Each VERSION element may contain an optional MAINTAINER element, which
has the same syntax and meaning as the MAINTAINER element at the
SOURCES level. It contains the contact information for the maintainer
of the specific data source, which may be different than the
maintainer for the server. If the VERSION MAINTAINER is not present,
clients should use the SOURCES MAINTAINER instead for contact
information.
The optional COORDINATES elements, if present, fully characterize the
reference sequence. If two annotations servers have the same
COORDINATES element, meaning the same 'authority' and 'source'
values', then they are annotations on the same reference sequence.

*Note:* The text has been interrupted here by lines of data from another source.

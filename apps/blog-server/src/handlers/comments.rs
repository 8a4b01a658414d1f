//! Comment add/edit/delete.

use actix_web::{HttpResponse, web};

use blogicum_core::forms::CommentInput;

use crate::middleware::auth::Identity;
use crate::middleware::error::AppResult;
use crate::state::AppState;
use crate::views;

/// POST /posts/{id}/comment/
pub async fn add_comment(
    state: web::Data<AppState>,
    identity: Identity,
    post_id: web::Path<i64>,
    form: web::Form<CommentInput>,
) -> AppResult<HttpResponse> {
    let target = state
        .blog
        .add_comment(&identity.actor(), *post_id, form.into_inner())
        .await?;
    Ok(views::redirect(&target))
}

/// GET /posts/{id}/comment/{comment_id}/edit/
pub async fn edit_form(
    state: web::Data<AppState>,
    identity: Identity,
    path: web::Path<(i64, i64)>,
) -> AppResult<HttpResponse> {
    let (post_id, comment_id) = path.into_inner();
    let outcome = state
        .blog
        .edit_comment(&identity.actor(), post_id, comment_id, None)
        .await?;
    Ok(views::respond(outcome, views::comment_form))
}

/// POST /posts/{id}/comment/{comment_id}/edit/
pub async fn edit_submit(
    state: web::Data<AppState>,
    identity: Identity,
    path: web::Path<(i64, i64)>,
    form: web::Form<CommentInput>,
) -> AppResult<HttpResponse> {
    let (post_id, comment_id) = path.into_inner();
    let outcome = state
        .blog
        .edit_comment(
            &identity.actor(),
            post_id,
            comment_id,
            Some(form.into_inner()),
        )
        .await?;
    Ok(views::respond(outcome, views::comment_form))
}

/// GET /posts/{id}/comment/{comment_id}/delete/
pub async fn delete_confirm(
    state: web::Data<AppState>,
    identity: Identity,
    path: web::Path<(i64, i64)>,
) -> AppResult<HttpResponse> {
    let (post_id, comment_id) = path.into_inner();
    let outcome = state
        .blog
        .delete_comment(&identity.actor(), post_id, comment_id, false)
        .await?;
    Ok(views::respond(outcome, views::comment_deletion))
}

/// POST /posts/{id}/comment/{comment_id}/delete/
pub async fn delete_submit(
    state: web::Data<AppState>,
    identity: Identity,
    path: web::Path<(i64, i64)>,
) -> AppResult<HttpResponse> {
    let (post_id, comment_id) = path.into_inner();
    let outcome = state
        .blog
        .delete_comment(&identity.actor(), post_id, comment_id, true)
        .await?;
    Ok(views::respond(outcome, views::comment_deletion))
}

The 'authority' attribute is the name of the organization that
determined the coordinate system. It is a name like 'NCBI', 'EMBL',
'Ensembl', 'HUGO_ID', 'IPI' or 'UniProt'. The 'source' attribute
refers to the "physical dimension" of the coordinate system. It is a
name like 'Chromosome', 'Clone', 'Contig', 'Gene_ID', 'NT_Contig',
'Protein Sequence', 'Protein Structure', or 'Scaffold'. If the
optional 'taxid' attribute is present it is the NCBI taxonomy id of
the organism.
The Sanger Institute maintains a registery of authority and source
values at http://XXX.
The COORDINATES tag contains an optional 'test_range' attribute used
to test that the server is operational. Experience with DAS1 found
that the web interface code often did not catch errors at the database
interface layer and would return empty results instead of correctly
reporting errors. The test_range attribute is a value that can be
used in an 'inside' features filter. The response after doing that
feature filter request must contain at least one feature.
There may be more than one COORDINATE element if ... (XXX why?)
The CAPABILITY elements describe what sort of queries a client may do
with the versioned source data. The query is done through the URL
listed in the 'query_id' field. Different query URLs support
different query interfaces. The specific interface is listed in the
'type' field. The specification defines the following query URL types:
'type' value for queries on
------------ --------------
segments the sequence data for the largest contiguous
components in the data source
types the feature types
features the features
locks the locks, for writeback (define here or in
a sister "writeback spec"?)
A given type may not be used more than once. (XXX why not have more
than one "segments"?)
Relative 'query_id's are resolved according to the current xml:base.
A CAPABILITY has zero or more FORMAT elements, each with a 'name'
attribute. These list the supported formats for the given capability.
To get the document in a given format, use the format's name in the
"format" parameter of the query.
This specification defines a standard set of format names. For
details see the corresponding section. Clients and servers may
support additional formats.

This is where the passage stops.